Richard Troeger was the player. I listened on YouTube.


----------



## 89Koechel

Allegro - Hope you'll excuse a late reply. ... Well, Schnabel, in Bach, is available on Amazon, of course. One of the best examples is an MP3 dub of Concerto for 2 Keyboards/BWV 1061, plus the Italian Concerto, the Chromatic Fantasia & Fugue/BWV 903, plus some others. Well, maybe Schnabel might, slightly, seem "rushed/awkward/nervous" to some, but NOT to me, my friend. There's a true penetration into the music, itself ... with enough repose/atmosphere (in the slow movements) to merit some HIGH marks, in interpretations of Bach. Hope you'll investigate Schnabel, some more ... and he's always worth consideration.


----------



## Sad Al

Ralph Kirkpatrick recorded both books on harpsichord too.


----------



## Mandryka

Sad Al said:


> Ralph Kirkpatrick recorded both books on harpsichord too.


What was it, a revival harpsichord?

I'd be quite interested to hear it, because the interpretation on clavcichord is quite prescient, with all it's flexibility and expressiveness . . . this was made at the time when others were playing Bach mechanically.

The clavichord he used sounds bizarre to me. Does anyone know anything about it?


----------



## jegreenwood

Mandryka said:


> What was it, a revival harpsichord?
> 
> I'd be quite interested to hear it, because the interpretation on clavcichord is quite prescient, with all it's flexibility and expressiveness . . . this was made at the time when others were playing Bach mechanically.
> 
> *The clavichord he used sounds bizarre to me.* Does anyone know anything about it?


Agreed, based on listening to a portion on Tidal.
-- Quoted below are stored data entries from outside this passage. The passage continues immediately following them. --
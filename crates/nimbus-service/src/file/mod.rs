//! File-level use cases outside the tree engine: upload, download, browse.

pub mod browse;
pub mod download;
pub mod filter;
pub mod upload;

pub use browse::{BrowseService, Crumb, SharedNode};
pub use download::{DownloadService, DownloadTicket, FileDownload};
pub use filter::{ListQuery, ModifiedFilter};
pub use upload::{
    BeginUploadRequest, CompleteUploadRequest, ProxyUpload, UploadService, UploadTicket,
};
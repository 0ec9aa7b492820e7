//! Shared fixtures for service tests.

use std::sync::Arc;

use bytes::Bytes;
use uuid::Uuid;

use nimbus_core::config::StorageConfig;
use nimbus_core::traits::storage::{ObjectStore, PutOptions};
use nimbus_database::{MemoryStore, NodeStore, UserDirectory};
use nimbus_entity::node::{NewNode, Node};
use nimbus_entity::user::UpsertUser;
use nimbus_storage::MemoryObjectStore;

use crate::content::ContentManager;
use crate::context::RequestContext;
use crate::storage::QuotaService;
use crate::tree::TreeService;

/// One user acting on in-memory stores.
pub struct Fixture {
    pub store: MemoryStore,
    pub objects: MemoryObjectStore,
    pub ctx: RequestContext,
    pub content: Arc<ContentManager>,
    pub quota: Arc<QuotaService>,
    pub tree: TreeService,
}

impl Fixture {
    pub fn new() -> Self {
        Self::build(MemoryStore::new(), MemoryObjectStore::new(), i64::MAX / 2)
    }

    /// A second user sharing the same stores.
    pub fn with_store(store: MemoryStore, objects: MemoryObjectStore) -> Self {
        Self::build(store, objects, i64::MAX / 2)
    }

    pub fn with_quota(limit_bytes: i64) -> Self {
        Self::build(MemoryStore::new(), MemoryObjectStore::new(), limit_bytes)
    }

    fn build(store: MemoryStore, objects: MemoryObjectStore, limit_bytes: i64) -> Self {
        let user_id = Uuid::new_v4();
        let ctx = RequestContext::new(user_id, format!("{user_id}@example.com"), None);
        let content = Arc::new(ContentManager::new(
            Arc::new(objects.clone()),
            &StorageConfig::default(),
        ));
        let quota = Arc::new(QuotaService::new(Arc::new(store.clone()), limit_bytes));
        let tree = TreeService::new(
            Arc::new(store.clone()),
            Arc::new(store.clone()),
            content.clone(),
            quota.clone(),
        );
        Self {
            store,
            objects,
            ctx,
            content,
            quota,
            tree,
        }
    }

    /// Mirror the acting user into the directory.
    pub async fn register(&self, name: Option<&str>) {
        UserDirectory::upsert(
            &self.store,
            &UpsertUser {
                id: self.ctx.user_id,
                email: self.ctx.email.clone(),
                name: name.map(String::from),
                image: None,
            },
        )
        .await
        .unwrap();
    }

    /// Insert a committed file with `size` bytes of content.
    pub async fn file(&self, parent_id: Option<Uuid>, name: &str, size: i64) -> Node {
        let id = Uuid::new_v4();
        let key = self.content.generate_key(self.ctx.user_id, id, name);
        self.objects
            .put(
                &key,
                Bytes::from(vec![b'x'; size as usize]),
                &PutOptions::with_content_type("text/plain"),
            )
            .await
            .unwrap();
        NodeStore::insert(
            &self.store,
            &NewNode::file(id, self.ctx.user_id, parent_id, name, "text/plain", size)
                .with_content_ref(key),
        )
        .await
        .unwrap()
    }

    pub async fn node(&self, id: Uuid) -> Node {
        NodeStore::find_by_id(&self.store, id).await.unwrap().unwrap()
    }
}
//! Integration tests for uploads, downloads, quotas, and listing filters.

mod helpers;

use axum::http::{StatusCode, header};
use serde_json::json;

use helpers::TestApp;

#[tokio::test]
async fn test_direct_upload_round_trip() {
    let app = TestApp::new();
    let alice = app.signed_in("Alice").await;

    let ticket = app
        .post(
            "/api/files/upload-url",
            json!({ "name": "photo.png", "mime_type": "image/png", "size": 4 }),
            &alice,
        )
        .await;
    assert_eq!(ticket.status, StatusCode::OK, "{}", ticket.body);
    let node_id = ticket.data()["node_id"].as_str().unwrap().to_string();
    let key = ticket.data()["key"].as_str().unwrap().to_string();
    assert!(key.starts_with(&format!("files/{}/{}", alice.id, node_id)), "{key}");
    assert_eq!(ticket.data()["upload"]["method"], "PUT");

    // Completing before the bytes land is refused.
    let early = app
        .post(
            "/api/files/upload-complete",
            json!({ "node_id": node_id, "key": key }),
            &alice,
        )
        .await;
    assert_eq!(early.status, StatusCode::BAD_REQUEST);

    app.put_object(&key, b"\x89PNG").await;
    let done = app
        .post(
            "/api/files/upload-complete",
            json!({ "node_id": node_id, "key": key, "size": 4 }),
            &alice,
        )
        .await;
    assert_eq!(done.status, StatusCode::OK, "{}", done.body);
    assert_eq!(done.data()["size"], 4);

    // A second completion is a no-op.
    let again = app
        .post("/api/files/upload-complete", json!({ "node_id": node_id }), &alice)
        .await;
    assert_eq!(again.status, StatusCode::OK);

    let download = app
        .get(&format!("/api/files/{node_id}/download"), Some(&alice))
        .await;
    assert_eq!(download.status, StatusCode::OK);
    assert_eq!(&download.raw[..], b"\x89PNG");
    assert_eq!(download.headers[header::CONTENT_TYPE], "image/png");
    assert_eq!(download.headers[header::CONTENT_LENGTH], "4");
    assert_eq!(download.headers[header::CACHE_CONTROL], "no-cache");
}

#[tokio::test]
async fn test_rename_between_begin_and_complete() {
    let app = TestApp::new();
    let alice = app.signed_in("Alice").await;
    let ticket = app
        .post(
            "/api/files/upload-url",
            json!({ "name": "Report.pdf", "mimeType": "application/pdf", "size": 3 }),
            &alice,
        )
        .await;
    let node_id = ticket.data()["node_id"].as_str().unwrap().to_string();
    let key = ticket.data()["key"].as_str().unwrap().to_string();
    app.put_object(&key, b"pdf").await;

    let renamed = app
        .patch(&format!("/api/files/{node_id}"), json!({ "name": "Report.txt" }), &alice)
        .await;
    assert_eq!(renamed.status, StatusCode::OK);

    let done = app
        .post("/api/files/upload-complete", json!({ "nodeId": node_id }), &alice)
        .await;
    assert_eq!(done.status, StatusCode::OK, "{}", done.body);
    assert_eq!(done.data()["name"], "Report.txt");

    let download = app
        .get(&format!("/api/files/{node_id}/download"), Some(&alice))
        .await;
    assert_eq!(&download.raw[..], b"pdf");
}

#[tokio::test]
async fn test_complete_rejects_a_foreign_key() {
    let app = TestApp::new();
    let alice = app.signed_in("Alice").await;
    let ticket = app
        .post(
            "/api/files/upload-url",
            json!({ "name": "a.txt", "mime_type": "text/plain", "size": 1 }),
            &alice,
        )
        .await;
    let node_id = ticket.data()["node_id"].as_str().unwrap().to_string();

    let response = app
        .post(
            "/api/files/upload-complete",
            json!({ "node_id": node_id, "key": "files/someone/else.txt" }),
            &alice,
        )
        .await;

    assert_eq!(response.status, StatusCode::BAD_REQUEST);
}

#[tokio::test]
async fn test_upload_url_validates_the_declaration() {
    let app = TestApp::new();
    let alice = app.signed_in("Alice").await;

    let zero = app
        .post(
            "/api/files/upload-url",
            json!({ "name": "a.txt", "mime_type": "text/plain", "size": 0 }),
            &alice,
        )
        .await;
    assert_eq!(zero.status, StatusCode::BAD_REQUEST);

    let too_big = app
        .post(
            "/api/files/upload-url",
            json!({ "name": "a.bin", "mime_type": "application/octet-stream", "size": 2 * 1024 * 1024 }),
            &alice,
        )
        .await;
    assert_eq!(too_big.status, StatusCode::BAD_REQUEST);

    let missing_parent = app
        .post(
            "/api/files/upload-url",
            json!({
                "name": "a.txt",
                "mime_type": "text/plain",
                "size": 1,
                "parent_id": uuid::Uuid::new_v4()
            }),
            &alice,
        )
        .await;
    assert_eq!(missing_parent.status, StatusCode::NOT_FOUND);
}

#[tokio::test]
async fn test_quota_is_enforced_on_both_upload_paths() {
    let app = TestApp::with_quota(10);
    let alice = app.signed_in("Alice").await;
    app.file(&alice, "eight.txt", b"12345678", None).await;

    let direct = app
        .post(
            "/api/files/upload-url",
            json!({ "name": "b.txt", "mime_type": "text/plain", "size": 3 }),
            &alice,
        )
        .await;
    assert_eq!(direct.status, StatusCode::PAYLOAD_TOO_LARGE);
    assert_eq!(direct.error(), "QUOTA_EXCEEDED");

    let proxied = app.upload(&alice, "c.txt", "text/plain", b"abc", &[]).await;
    assert_eq!(proxied.status, StatusCode::PAYLOAD_TOO_LARGE);

    let storage = app.get("/api/storage", Some(&alice)).await;
    assert_eq!(storage.data()["used_bytes"], 8);
    assert_eq!(storage.data()["limit_bytes"], 10);
    assert_eq!(storage.data()["remaining_bytes"], 2);
}

#[tokio::test]
async fn test_proxy_upload_into_folder_and_name_conflict() {
    let app = TestApp::new();
    let alice = app.signed_in("Alice").await;
    let docs = app.folder(&alice, "Docs", None).await;
    let docs_str = docs.to_string();

    let first = app
        .upload(&alice, "a.txt", "text/plain", b"one", &[("parentId", &docs_str)])
        .await;
    assert_eq!(first.status, StatusCode::CREATED, "{}", first.body);
    assert_eq!(first.data()["parent_id"], docs_str);
    assert_eq!(first.data()["mime_type"], "text/plain");

    let clash = app
        .upload(&alice, "a.txt", "text/plain", b"two", &[("parentId", &docs_str)])
        .await;
    assert_eq!(clash.status, StatusCode::CONFLICT);

    let renamed = app
        .upload(
            &alice,
            "a.txt",
            "text/plain",
            b"two",
            &[("parentId", &docs_str), ("name", "b.txt")],
        )
        .await;
    assert_eq!(renamed.status, StatusCode::CREATED);
    assert_eq!(renamed.data()["name"], "b.txt");
}

#[tokio::test]
async fn test_download_url_for_owner() {
    let app = TestApp::new();
    let alice = app.signed_in("Alice").await;
    let file = app.file(&alice, "a.txt", b"abc", None).await;

    let response = app
        .get(&format!("/api/files/{file}/download-url"), Some(&alice))
        .await;

    assert_eq!(response.status, StatusCode::OK);
    assert_eq!(response.data()["name"], "a.txt");
    assert_eq!(response.data()["size"], 3);
    assert_eq!(response.data()["download"]["method"], "GET");
}

#[tokio::test]
async fn test_folders_are_not_downloadable() {
    let app = TestApp::new();
    let alice = app.signed_in("Alice").await;
    let docs = app.folder(&alice, "Docs", None).await;

    let response = app
        .get(&format!("/api/files/{docs}/download"), Some(&alice))
        .await;

    assert_eq!(response.status, StatusCode::BAD_REQUEST);
}

#[tokio::test]
async fn test_list_filters_by_type_and_recursion() {
    let app = TestApp::new();
    let alice = app.signed_in("Alice").await;
    let docs = app.folder(&alice, "Docs", None).await;
    let docs_str = docs.to_string();
    app.upload(&alice, "pic.png", "image/png", b"p", &[("parentId", &docs_str)])
        .await;
    app.upload(&alice, "top.png", "image/png", b"p", &[]).await;
    app.file(&alice, "notes.txt", b"n", None).await;

    let photos = app.get("/api/files?type=photos", Some(&alice)).await;
    assert_eq!(photos.status, StatusCode::OK);
    assert_eq!(photos.names(), vec!["top.png"]);

    let mut everywhere = app
        .get("/api/files?type=photos&recursive=true", Some(&alice))
        .await
        .names();
    everywhere.sort();
    assert_eq!(everywhere, vec!["pic.png", "top.png"]);

    let today = app.get("/api/files?modified=today&type=all", Some(&alice)).await;
    assert_eq!(today.status, StatusCode::OK);
    assert_eq!(today.names().len(), 3);

    let bad = app.get("/api/files?type=spaceships", Some(&alice)).await;
    assert_eq!(bad.status, StatusCode::BAD_REQUEST);
}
I have Tilney, which has a better sounding clavichord. I also like Troeger's clavichord, although he has not done WTC.


----------



## premont

Mandryka said:


> What was it, a revival harpsichord?
> 
> I'd be quite interested to hear it, because the interpretation on clavcichord is quite prescient, with all it's flexibility and expressiveness . . . this was made at the time when others were playing Bach mechanically.
> 
> The clavichord he used sounds bizarre to me. Does anyone know anything about it?


As far as I know, he made some Bach recordings on harpsichord - maybe also the WTC on an US label - some years before the DG recordings. I owned book II on LP (DG) (harpsichord) and the instrument was his usual Neupert revival harpsichord. But I never warmed to it so I culled it long time ago.

Recently I found this:

https://www.prestomusic.com/classical/products/8440492--bach-the-well-tempered-clavier-book-1

I also find the sound of his clavichords strange particularly in book I, while book II is just listenable.


----------



## Sad Al

I am listening to it while I write this. I digitized it all from vinyl LP:s that I recently found in a local library here in Finland. One look at the surfaces was enough to tell me that no one had ever listened to any of this obsolete stuff since the Beatles played in the Shea Stadium. I am not sure if it's Neupert but it's nice. Neupert was OK wasn't it? If you want I can check out the instrument.


----------



## Mandryka

Ah yes I found the WTC1 on the revival harpsichod, it's always nice to hear Kirkpatrick whatever he's playing!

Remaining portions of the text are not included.